Le poids des influenceurs ne cesse de grandir sur Instagram, où des lieux fragiles sont plébiscités entraînant une surfréquentation insoluble. Certains ont pourtant une éthique.
« C’était déjà terrible, c’est devenu infernal, insensé et nous n’avons pas de moyens pour lutter contre ce phénomène. »
Catherine Ferrière est maire de Bouquet, dans le Gard, près d’Alès, commune paisible de 250 âmes qui recèle un trésor : les cascades d’aiguières, un lieu de randonnée sauvage, paradisiaque avec ses vasques d’eau émeraude… Et envahi par le monde et les détritus.
Le surtourisme y exprime toutes ses vicissitudes boosté par le phénomène des influenceurs qui, via Instragram principalement, multiplient images et vidéos de ce lieu enchanteur.

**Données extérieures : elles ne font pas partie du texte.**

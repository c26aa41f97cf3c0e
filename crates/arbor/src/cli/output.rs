//! Output formatting shared by the commands.
//!
//! Text output is colored (respecting `NO_COLOR` through `colored`) and wraps
//! long document text to the terminal width. JSON output is pretty-printed
//! `serde_json`.

use std::io::{self, Write};

use anyhow::Result;
use arbor::{Task, TaskStatus};
use colored::{ColoredString, Colorize};
use serde::Serialize;

const DEFAULT_TERMINAL_WIDTH: usize = 80;
const MAX_CONTENT_WIDTH: usize = 100;

/// Output format.
#[derive(Debug, Clone, Copy, PartialEq, Eq)]
pub enum OutputMode {
    /// Human-readable text.
    Text,
    /// JSON for programmatic use.
    Json,
}

/// Writes `value` as pretty JSON to stdout.
pub fn print_json<T: Serialize + ?Sized>(value: &T) -> Result<()> {
    let stdout = io::stdout();
    let mut handle = stdout.lock();
    serde_json::to_writer_pretty(&mut handle, value)?;
    writeln!(handle)?;
    Ok(())
}

/// Colors a status by what it means for the task.
pub fn status_label(status: TaskStatus) -> ColoredString {
    let text = status.as_str();
    match status {
        TaskStatus::Todo => text.normal(),
        TaskStatus::Split => text.cyan(),
        TaskStatus::Planned => text.blue(),
        TaskStatus::InProgress => text.yellow(),
        TaskStatus::Done => text.green(),
        TaskStatus::Failed => text.red(),
    }
}

/// `#3 [planned] Title` with the priority when set.
pub fn task_line(task: &Task) -> String {
    let mut line = format!(
        "{} [{}] {}",
        format!("#{}", task.id).cyan(),
        status_label(task.status),
        task.title
    );
    if task.priority != 0 {
        line.push_str(&format!(" {}", format!("(priority {})", task.priority).dimmed()));
    }
    line
}

/// Prints a bold title followed by `content` wrapped and indented.
pub fn print_section(title: &str, content: &str) {
    let content = content.trim();
    if content.is_empty() {
        return;
    }
    println!();
    println!("{}:", title.bold());
    for line in wrap_text(content, content_width().saturating_sub(2)) {
        println!("  {line}");
    }
}

fn content_width() -> usize {
    terminal_size::terminal_size()
        .map_or(DEFAULT_TERMINAL_WIDTH, |(w, _)| usize::from(w.0))
        .min(MAX_CONTENT_WIDTH)
}

/// Wraps each line to `max_width`, keeping existing line breaks.
fn wrap_text(text: &str, max_width: usize) -> Vec<String> {
    text.lines()
        .flat_map(|line| {
            if line.trim().is_empty() {
                vec![String::new()]
            } else {
                textwrap::wrap(line, max_width.max(20))
                    .into_iter()
                    .map(std::borrow::Cow::into_owned)
                    .collect()
            }
        })
        .collect()
}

« Je vous donne toutes les infos », lance par exemple une influenceuse qui cumule des dizaines de milliers de vues. Une famille qui sillonne la France en camping-car se vante, elle, de montrer les Aiguières, « un endroit tenu quasi secret, nous avons décidé de partager cette pépite de la nature », disent-ils, dans une vidéo visionnée des centaines de milliers de fois.
« Nous, on récolte les problèmes »
« Ces gens se font plaisir, ils sont contents d’être suivis, mais nous on récolte les problèmes », déplore Catherine Ferrière. Et ce n’est pas une posture de reboussier cévenol.

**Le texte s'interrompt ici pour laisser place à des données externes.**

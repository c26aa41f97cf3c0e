//! Common test utilities shared across integration tests.

#![allow(dead_code)]

use std::collections::HashMap;
use std::path::{Path, PathBuf};
use std::process::{Command, Output};
use std::sync::{Arc, Mutex};

use arbor::vcs::{NoVcs, RestoreOutcome, VersionControl};
use arbor::{ArborConfig, Engine, NewTask, Task, TaskId};
use tempfile::TempDir;

pub fn id(raw: i64) -> TaskId {
    TaskId::new(raw).expect("positive id")
}

/// Opens a fresh project without version control.
pub fn project() -> (TempDir, Engine) {
    project_with(ArborConfig::default(), Arc::new(NoVcs))
}

/// Opens a fresh project with explicit configuration and version control.
pub fn project_with(config: ArborConfig, vcs: Arc<dyn VersionControl>) -> (TempDir, Engine) {
    let dir = TempDir::new().expect("create temp dir");
    let engine = Engine::with_vcs(dir.path(), config, vcs).expect("open engine");
    (dir, engine)
}

pub fn add(engine: &Engine, title: &str) -> Task {
    engine
        .create_task(NewTask::new(title).with_body(format!("Requirement of {title}.")))
        .expect("create task")
}

pub fn add_child(engine: &Engine, parent: TaskId, title: &str) -> Task {
    engine
        .create_task(NewTask::new(title).with_parent(parent))
        .expect("create child task")
}

/// In-memory stand-in for git: `commit` snapshots file contents and
/// `restore` writes the last snapshot back.
#[derive(Debug, Default)]
pub struct SnapshotVcs {
    committed: Mutex<HashMap<PathBuf, Vec<u8>>>,
    pub messages: Mutex<Vec<String>>,
}

impl SnapshotVcs {
    pub fn commit_count(&self) -> usize {
        self.messages.lock().expect("lock messages").len()
    }
}

impl VersionControl for SnapshotVcs {
    fn restore(&self, path: &Path) -> arbor::Result<RestoreOutcome> {
        let committed = self.committed.lock().expect("lock snapshots");
        match committed.get(path) {
            Some(bytes) => {
                std::fs::write(path, bytes)?;
                Ok(RestoreOutcome::Restored)
            }
            None => Err(arbor::Error::Recovery {
                path: path.to_path_buf(),
                reason: "never committed".to_string(),
            }),
        }
    }

    fn commit(&self, paths: &[PathBuf], message: &str) -> arbor::Result<()> {
        let mut committed = self.committed.lock().expect("lock snapshots");
        let mut files = Vec::new();
        for path in paths {
            if path.is_dir() {
                for entry in std::fs::read_dir(path)? {
                    files.push(entry?.path());
                }
            } else {
                files.push(path.clone());
            }
        }
        for file in files {
            match std::fs::read(&file) {
                Ok(bytes) => {
                    committed.insert(file, bytes);
                }
                Err(_) => {
                    committed.remove(&file);
                }
            }
        }
        self.messages
            .lock()
            .expect("lock messages")
            .push(message.to_string());
        Ok(())
    }
}

/// Runs the `arbor` binary in `dir`.
pub fn run_arbor(dir: &Path, args: &[&str]) -> Output {
    Command::new(env!("CARGO_BIN_EXE_arbor"))
        .args(args)
        .current_dir(dir)
        .env("NO_COLOR", "1")
        .env_remove("RUST_LOG")
        .output()
        .expect("execute arbor binary")
}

Les curieux n’hésitent pas à tracer de nouveaux chemins dans la nature, suivis par d’autres, abîmant la faune et la flore : « des plantes et des espèces comme certains batraciens ont disparu », indique l’élue.

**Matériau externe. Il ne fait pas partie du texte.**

#[cfg(test)]
mod tests {
    use super::*;
    use crate::config::LastChildPolicy;
    use crate::vcs::NoVcs;
    use tempfile::TempDir;

    fn id(raw: i64) -> TaskId {
        TaskId::new(raw).unwrap()
    }

    fn engine_with(config: ArborConfig) -> (TempDir, Engine) {
        let dir = tempfile::tempdir().expect("should create temp directory");
        let engine =
            Engine::with_vcs(dir.path(), config, Arc::new(NoVcs)).expect("open engine");
        (dir, engine)
    }

    fn engine() -> (TempDir, Engine) {
        engine_with(ArborConfig::default())
    }

    #[derive(Debug, Default)]
    struct RecordingVcs {
        messages: Mutex<Vec<String>>,
    }

    impl VersionControl for RecordingVcs {
        fn restore(&self, _path: &Path) -> Result<vcs::RestoreOutcome> {
            Ok(vcs::RestoreOutcome::Unavailable)
        }

        fn commit(&self, _paths: &[PathBuf], message: &str) -> Result<()> {
            self.messages.lock().unwrap().push(message.to_string());
            Ok(())
        }
    }

    #[test]
    fn create_writes_document_and_row() {
        let (_dir, engine) = engine();
        let task = engine
            .create_task(NewTask::new("Write parser").with_body("Parse it all."))
            .unwrap();

        assert_eq!(task.id, id(1));
        let document = engine.documents().load(task.id).unwrap();
        assert_eq!(document.title, "Write parser");
        assert_eq!(document.body, "Parse it all.");
        assert_eq!(document.status, TaskStatus::Todo);
    }

    #[test]
    fn first_child_splits_parent_in_both_places() {
        let (_dir, engine) = engine();
        let parent = engine.create_task(NewTask::new("Parent")).unwrap();
        let child = engine
            .create_task(NewTask::new("Child").with_parent(parent.id))
            .unwrap();

        assert_eq!(child.depth, 1);
        let parent = engine.get_task(parent.id).unwrap();
        assert_eq!(parent.status, TaskStatus::Split);
        assert!(!parent.is_leaf);
        assert_eq!(
            engine.documents().load(parent.id).unwrap().status,
            TaskStatus::Split
        );
    }

    #[test]
    fn create_rejects_bad_parents() {
        let config = ArborConfig {
            max_depth: 1,
            ..ArborConfig::default()
        };
        let (_dir, engine) = engine_with(config);
        let root = engine.create_task(NewTask::new("Root")).unwrap();
        let child = engine
            .create_task(NewTask::new("Child").with_parent(root.id))
            .unwrap();

        assert!(matches!(
            engine.create_task(NewTask::new("Too deep").with_parent(child.id)),
            Err(Error::Validation(_))
        ));
        assert!(matches!(
            engine.create_task(NewTask::new("Orphan").with_parent(id(99))),
            Err(Error::TaskNotFound(_))
        ));
        assert!(matches!(
            engine.create_task(NewTask::new("  ")),
            Err(Error::Validation(_))
        ));
        assert_eq!(engine.documents().scan().unwrap().len(), 2);
    }

    #[test]
    fn ids_skip_documents_not_yet_synced() {
        let (_dir, engine) = engine();
        let stray = Document::new("Hand written", TaskStatus::Todo);
        engine.documents().write(id(7), &stray).unwrap();

        let task = engine.create_task(NewTask::new("Next")).unwrap();
        assert_eq!(task.id, id(8));
    }

    #[test]
    fn plan_then_run_lifecycle() {
        let (_dir, engine) = engine();
        let task = engine.create_task(NewTask::new("Job")).unwrap();

        engine.attach_plan(task.id, "1. do it").unwrap();
        engine.set_status(task.id, TaskStatus::InProgress).unwrap();
        let done = engine.record_outcome(task.id, true, "did it").unwrap();

        assert_eq!(done.status, TaskStatus::Done);
        let detail = engine.task_detail(task.id).unwrap();
        assert_eq!(detail.plan.as_deref(), Some("1. do it\n"));
        assert_eq!(detail.report.as_deref(), Some("did it\n"));
        assert_eq!(
            engine.documents().load(task.id).unwrap().status,
            TaskStatus::Done
        );
    }

    #[test]
    fn outcome_requires_running_task() {
        let (_dir, engine) = engine();
        let task = engine.create_task(NewTask::new("Job")).unwrap();
        assert!(matches!(
            engine.record_outcome(task.id, true, "early"),
            Err(Error::InvalidTransition { .. })
        ));
        assert!(engine.task_detail(task.id).unwrap().report.is_none());
    }

    #[test]
    fn failed_document_write_reverts_status() {
        let (_dir, engine) = engine();
        let task = engine.create_task(NewTask::new("Job")).unwrap();
        std::fs::remove_file(engine.documents().path(task.id)).unwrap();

        assert!(engine.set_status(task.id, TaskStatus::Planned).is_err());
        assert_eq!(engine.get_task(task.id).unwrap().status, TaskStatus::Todo);
    }

    #[test]
    fn delete_removes_documents_and_applies_policy() {
        let config = ArborConfig {
            on_last_child_removed: LastChildPolicy::RevertToTodo,
            ..ArborConfig::default()
        };
        let (_dir, engine) = engine_with(config);
        let parent = engine.create_task(NewTask::new("Parent")).unwrap();
        let child = engine
            .create_task(NewTask::new("Child").with_parent(parent.id))
            .unwrap();

        assert!(matches!(engine.delete_task(parent.id), Err(Error::Conflict(_))));

        let removal = engine.delete_task(child.id).unwrap();
        assert_eq!(removal.parent_status, Some(TaskStatus::Todo));
        assert!(!engine.documents().exists(child.id));
        assert_eq!(
            engine.documents().load(parent.id).unwrap().status,
            TaskStatus::Todo
        );
    }

    #[test]
    fn context_map_is_indented_tree() {
        let (_dir, engine) = engine();
        let root = engine.create_task(NewTask::new("Root")).unwrap();
        let a = engine
            .create_task(NewTask::new("A").with_parent(root.id))
            .unwrap();
        let b = engine
            .create_task(NewTask::new("B").with_parent(root.id))
            .unwrap();
        engine.add_edge(b.id, a.id).unwrap();

        let map = engine.context_map().unwrap();
        assert_eq!(
            map,
            "#1 [split] Root\n  #2 [todo] A\n  #3 [todo] B -> depends on: #2\n"
        );
    }

    #[test]
    fn empty_context_map() {
        let (_dir, engine) = engine();
        assert_eq!(engine.context_map().unwrap(), "(no tasks)\n");
    }

    #[test]
    fn child_of_claimed_parent_is_rejected_everywhere() {
        let (_dir, engine) = engine();
        let parent = engine.create_task(NewTask::new("Parent")).unwrap();
        engine.attach_plan(parent.id, "1. do it").unwrap();
        engine.set_status(parent.id, TaskStatus::InProgress).unwrap();

        let err = engine
            .create_task(NewTask::new("Late child").with_parent(parent.id))
            .unwrap_err();

        assert!(matches!(err, Error::InvalidTransition { .. }));
        assert_eq!(engine.get_task(parent.id).unwrap().status, TaskStatus::InProgress);
        assert_eq!(
            engine.documents().load(parent.id).unwrap().status,
            TaskStatus::InProgress
        );
        assert_eq!(engine.documents().scan().unwrap(), vec![parent.id]);
        assert_eq!(engine.store().all_tasks().unwrap().len(), 1);
    }

    #[test]
    fn unwritable_parent_document_undoes_child() {
        let (_dir, engine) = engine();
        let parent = engine.create_task(NewTask::new("Parent")).unwrap();
        engine.attach_plan(parent.id, "1. do it").unwrap();
        std::fs::remove_file(engine.documents().path(parent.id)).unwrap();

        assert!(engine
            .create_task(NewTask::new("Child").with_parent(parent.id))
            .is_err());

        assert_eq!(engine.get_task(parent.id).unwrap().status, TaskStatus::Planned);
        assert!(engine.get_task(parent.id).unwrap().is_leaf);
        assert_eq!(engine.store().all_tasks().unwrap().len(), 1);
        assert!(!engine.documents().exists(id(2)));
    }

    #[test]
    fn nested_batches_hold_commits_until_the_last_guard() {
        let vcs = Arc::new(RecordingVcs::default());
        let dir = tempfile::tempdir().expect("should create temp directory");
        let engine = Engine::with_vcs(dir.path(), ArborConfig::default(), vcs.clone()).unwrap();

        let outer = engine.begin_batch();
        let task = engine.create_task(NewTask::new("Job")).unwrap();
        // Takes and drops a guard of its own.
        engine.attach_plan(task.id, "1. do it").unwrap();
        engine.create_task(NewTask::new("Another")).unwrap();
        assert!(vcs.messages.lock().unwrap().is_empty());

        drop(outer);
        engine.create_task(NewTask::new("Third")).unwrap();
        assert_eq!(*vcs.messages.lock().unwrap(), vec!["task(#3): created".to_string()]);
    }
}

Surtout, elle a « la hantise », qu’un feu se déclare à cause d’une grillade au bord de l’eau. Sans compter ces visiteurs mal équipés qui se retrouvent en difficulté : « encore récemment, des jeunes femmes ont été secourues par les pompiers, elles n’arrivaient pas à sortir des gorges. »
La pandémie a marqué un tournant avec l’explosion de l’utilisation des réseaux sociaux et ce double phénomène. D’un côté, des influenceurs qui veulent de grosses audiences pour ensuite vivre de leurs voyages via les offices de tourisme. Et les suiveurs, eux, rêvent de prendre en photo ou vidéo ce qu’ils ont vu sur Instagram.
« Instagram décide de nos vacances, c’est le premier Tour opérateur »
« Tout le monde prend le même cliché, l’engouement est énorme avec des impacts écologiques certains. Du coup ça crée une uniformisation des voyages » décrypte Amélie Deloche, cofondatrice du collectif « Paye ton influence », qui, sur les réseaux sociaux, sensibilise sur les questions climatiques.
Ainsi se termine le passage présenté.